• **WHAT TO DO**: Write out the data below in full. Keep it exact.

---- INFORMATION PROVIDED

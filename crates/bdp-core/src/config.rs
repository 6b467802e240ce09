//! Configuration types and parsing for bdp.yml

use crate::error::{CoreError, CoreResult};
use crate::identifier::is_valid_identifier;
use serde::{Deserialize, Serialize};
use std::path::{Path, PathBuf};

/// Config file names looked up in a project directory, in order
pub const CONFIG_FILE_NAMES: &[&str] = &["bdp.yml", "bdp.yaml"];

/// Database location used when nothing else is configured
pub const DEFAULT_DB_PATH: &str = "bdp.duckdb";

/// In-memory database location
pub const MEMORY_DB_PATH: &str = ":memory:";

/// Project configuration from bdp.yml. Every field is optional.
#[derive(Debug, Clone, PartialEq, Eq, Serialize, Deserialize)]
#[serde(deny_unknown_fields)]
pub struct Config {
    /// Directory (relative to the project root) holding asset files
    #[serde(default = "default_datasets_path")]
    pub datasets_path: String,

    /// Database connection configuration
    #[serde(default)]
    pub database: DatabaseConfig,

    /// Namespace of metadata lines (`<namespace>.name = ...`)
    #[serde(default = "default_metadata_namespace")]
    pub metadata_namespace: String,

    /// Program used to run script assets
    #[serde(default = "default_script_interpreter")]
    pub script_interpreter: String,
}

/// Database connection configuration
#[derive(Debug, Clone, PartialEq, Eq, Serialize, Deserialize)]
#[serde(deny_unknown_fields)]
pub struct DatabaseConfig {
    /// Database path (file path or :memory:)
    #[serde(default = "default_db_path")]
    pub path: String,
}

impl Default for DatabaseConfig {
    fn default() -> Self {
        Self {
            path: default_db_path(),
        }
    }
}

impl Default for Config {
    fn default() -> Self {
        Self {
            datasets_path: default_datasets_path(),
            database: DatabaseConfig::default(),
            metadata_namespace: default_metadata_namespace(),
            script_interpreter: default_script_interpreter(),
        }
    }
}

fn default_datasets_path() -> String {
    "datasets".to_string()
}

fn default_db_path() -> String {
    DEFAULT_DB_PATH.to_string()
}

fn default_metadata_namespace() -> String {
    "dataset".to_string()
}

fn default_script_interpreter() -> String {
    "bash".to_string()
}

impl Config {
    /// Load configuration from a file
    pub fn load(path: &Path) -> CoreResult<Self> {
        let content = std::fs::read_to_string(path).map_err(|e| CoreError::IoWithPath {
            path: path.display().to_string(),
            source: e,
        })?;
        let config: Config =
            serde_yaml::from_str(&content).map_err(|e| CoreError::ConfigParseError {
                path: path.display().to_string(),
                message: e.to_string(),
            })?;
        config.validate()?;
        Ok(config)
    }

    /// Load configuration from a project directory.
    ///
    /// Falls back to defaults when no config file exists.
    pub fn load_from_dir(dir: &Path) -> CoreResult<Self> {
        match Self::find_file(dir) {
            Some(path) => Self::load(&path),
            None => Ok(Self::default()),
        }
    }

    /// Path of the config file in `dir`, if any
    pub fn find_file(dir: &Path) -> Option<PathBuf> {
        CONFIG_FILE_NAMES
            .iter()
            .map(|name| dir.join(name))
            .find(|p| p.is_file())
    }

    /// Validate the configuration
    fn validate(&self) -> CoreResult<()> {
        if !is_valid_identifier(&self.metadata_namespace) {
            return Err(CoreError::ConfigInvalid {
                message: format!(
                    "metadata_namespace '{}' must be a valid identifier",
                    self.metadata_namespace
                ),
            });
        }
        if self.datasets_path.trim().is_empty() {
            return Err(CoreError::ConfigInvalid {
                message: "datasets_path cannot be empty".to_string(),
            });
        }
        if self.database.path.trim().is_empty() {
            return Err(CoreError::ConfigInvalid {
                message: "database.path cannot be empty".to_string(),
            });
        }
        if self.script_interpreter.trim().is_empty() {
            return Err(CoreError::ConfigInvalid {
                message: "script_interpreter cannot be empty".to_string(),
            });
        }
        Ok(())
    }

    /// Absolute datasets directory for a project root
    pub fn datasets_path_absolute(&self, root: &Path) -> PathBuf {
        root.join(&self.datasets_path)
    }

    /// Database location for a project root.
    ///
    /// Relative file paths resolve against the root; `:memory:` is kept.
    pub fn database_path_absolute(&self, root: &Path) -> String {
        resolve_db_path(&self.database.path, root)
    }
}

/// Resolve a database location against `root` unless absolute or in-memory.
pub fn resolve_db_path(path: &str, root: &Path) -> String {
    if path == MEMORY_DB_PATH || Path::new(path).is_absolute() {
        path.to_string()
    } else {
        root.join(path).display().to_string()
    }
}

#[cfg(test)]
#[path = "config_test.rs"]
mod tests;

--------

• **WORKED SOLUTION**:
filename crates/bdp-core/src/config.rs
repository 6b467802e240ce09
//! Configuration types and parsing for bdp.yml

use crate::error::{CoreError, CoreResult};
use crate::identifier::is_valid_identifier;
use serde::{Deserialize, Serialize};
use std::path::{Path, PathBuf};

/// Config file names looked up in a project directory, in order
pub const CONFIG_FILE_NAMES: &[&str] = &["bdp.yml", "bdp.yaml"];

/// Database location used when nothing else is configured
pub const DEFAULT_DB_PATH: &str = "bdp.duckdb";

/// In-memory database location
pub const MEMORY_DB_PATH: &str = ":memory:";

/// Project configuration from bdp.yml. Every field is optional.
#[derive(Debug, Clone, PartialEq, Eq, Serialize, Deserialize)]
#[serde(deny_unknown_fields)]
pub struct Config {
    /// Directory (relative to the project root) holding asset files
    #[serde(default = "default_datasets_path")]
    pub datasets_path: String,

    /// Database connection configuration
    #[serde(default)]
    pub database: DatabaseConfig,

    /// Namespace of metadata lines (`<namespace>.name = ...`)
    #[serde(default = "default_metadata_namespace")]
    pub metadata_namespace: String,

    /// Program used to run script assets
    #[serde(default = "default_script_interpreter")]
    pub script_interpreter: String,
}

/// Database connection configuration
#[derive(Debug, Clone, PartialEq, Eq, Serialize, Deserialize)]
#[serde(deny_unknown_fields)]
pub struct DatabaseConfig {
    /// Database path (file path or :memory:)
    #[serde(default = "default_db_path")]
    pub path: String,
}

impl Default for DatabaseConfig {
    fn default() -> Self {
        Self {
            path: default_db_path(),
        }
    }
}

impl Default for Config {
    fn default() -> Self {
        Self {
            datasets_path: default_datasets_path(),
            database: DatabaseConfig::default(),
            metadata_namespace: default_metadata_namespace(),
            script_interpreter: default_script_interpreter(),
        }
    }
}

fn default_datasets_path() -> String {
    "datasets".to_string()
}

fn default_db_path() -> String {
    DEFAULT_DB_PATH.to_string()
}

fn default_metadata_namespace() -> String {
    "dataset".to_string()
}

fn default_script_interpreter() -> String {
    "bash".to_string()
}

impl Config {
    /// Load configuration from a file
    pub fn load(path: &Path) -> CoreResult<Self> {
        let content = std::fs::read_to_string(path).map_err(|e| CoreError::IoWithPath {
            path: path.display().to_string(),
            source: e,
        })?;
        let config: Config =
            serde_yaml::from_str(&content).map_err(|e| CoreError::ConfigParseError {
                path: path.display().to_string(),
                message: e.to_string(),
            })?;
        config.validate()?;
        Ok(config)
    }

    /// Load configuration from a project directory.
    ///
    /// Falls back to defaults when no config file exists.
    pub fn load_from_dir(dir: &Path) -> CoreResult<Self> {
        match Self::find_file(dir) {
            Some(path) => Self::load(&path),
            None => Ok(Self::default()),
        }
    }

    /// Path of the config file in `dir`, if any
    pub fn find_file(dir: &Path) -> Option<PathBuf> {
        CONFIG_FILE_NAMES
            .iter()
            .map(|name| dir.join(name))
            .find(|p| p.is_file())
    }

    /// Validate the configuration
    fn validate(&self) -> CoreResult<()> {
        if !is_valid_identifier(&self.metadata_namespace) {
            return Err(CoreError::ConfigInvalid {
                message: format!(
                    "metadata_namespace '{}' must be a valid identifier",
                    self.metadata_namespace
                ),
            });
        }
        if self.datasets_path.trim().is_empty() {
            return Err(CoreError::ConfigInvalid {
                message: "datasets_path cannot be empty".to_string(),
            });
        }
        if self.database.path.trim().is_empty() {
            return Err(CoreError::ConfigInvalid {
                message: "database.path cannot be empty".to_string(),
            });
        }
        if self.script_interpreter.trim().is_empty() {
            return Err(CoreError::ConfigInvalid {
                message: "script_interpreter cannot be empty".to_string(),
            });
        }
        Ok(())
    }

    /// Absolute datasets directory for a project root
    pub fn datasets_path_absolute(&self, root: &Path) -> PathBuf {
        root.join(&self.datasets_path)
    }

    /// Database location for a project root.
    ///
    /// Relative file paths resolve against the root; `:memory:` is kept.
    pub fn database_path_absolute(&self, root: &Path) -> String {
        resolve_db_path(&self.database.path, root)
    }
}

/// Resolve a database location against `root` unless absolute or in-memory.
pub fn resolve_db_path(path: &str, root: &Path) -> String {
    if path == MEMORY_DB_PATH || Path::new(path).is_absolute() {
        path.to_string()
    } else {
        root.join(path).display().to_string()
    }
}

#[cfg(test)]
#[path = "config_test.rs"]
mod tests;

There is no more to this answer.